* Problem to work on:
The data is to be retyped in full, exactly.

* Records shown:
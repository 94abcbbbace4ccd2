//! Request identification.
//!
//! # Responsibilities
//! - Generate a unique request ID (UUID v4) when the client sent none
//! - Propagate the ID to the response and into the request span
//!
//! # Design Decisions
//! - Request ID added as early as possible for tracing
//! - An inbound `x-request-id` is kept, so IDs correlate across hops

use axum::http::{HeaderValue, Request};
use tower_http::request_id::{MakeRequestId, RequestId};
use uuid::Uuid;

pub const X_REQUEST_ID: &str = "x-request-id";

/// Generates UUID v4 request IDs.
#[derive(Debug, Clone, Copy, Default)]
pub struct MakeRequestUuidV4;

impl MakeRequestId for MakeRequestUuidV4 {
    fn make_request_id<B>(&mut self, _request: &Request<B>) -> Option<RequestId> {
        let id = Uuid::new_v4().to_string();
        HeaderValue::from_str(&id).ok().map(RequestId::new)
    }
}

/// Read the request ID header, if present.
pub fn request_id_of<B>(request: &Request<B>) -> &str {
    request
        .headers()
        .get(X_REQUEST_ID)
        .and_then(|v| v.to_str().ok())
        .unwrap_or("unknown")
}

* Problem solution:
repository 94abcbbbace4ccd2
//! Request identification.
//!
//! # Responsibilities
//! - Generate a unique request ID (UUID v4) when the client sent none
//! - Propagate the ID to the response and into the request span
//!
//! # Design Decisions
//! - Request ID added as early as possible for tracing
//! - An inbound `x-request-id` is kept, so IDs correlate across hops

use axum::http::{HeaderValue, Request};
use tower_http::request_id::{MakeRequestId, RequestId};
use uuid::Uuid;

pub const X_REQUEST_ID: &str = "x-request-id";

/// Generates UUID v4 request IDs.
#[derive(Debug, Clone, Copy, Default)]
pub struct MakeRequestUuidV4;

impl MakeRequestId for MakeRequestUuidV4 {
    fn make_request_id<B>(&mut self, _request: &Request<B>) -> Option<RequestId> {
        let id = Uuid::new_v4().to_string();
        HeaderValue::from_str(&id).ok().map(RequestId::new)
    }
}

/// Read the request ID header, if present.
pub fn request_id_of<B>(request: &Request<B>) -> &str {
    request
        .headers()
        .get(X_REQUEST_ID)
        .and_then(|v| v.to_str().ok())
        .unwrap_or("unknown")
}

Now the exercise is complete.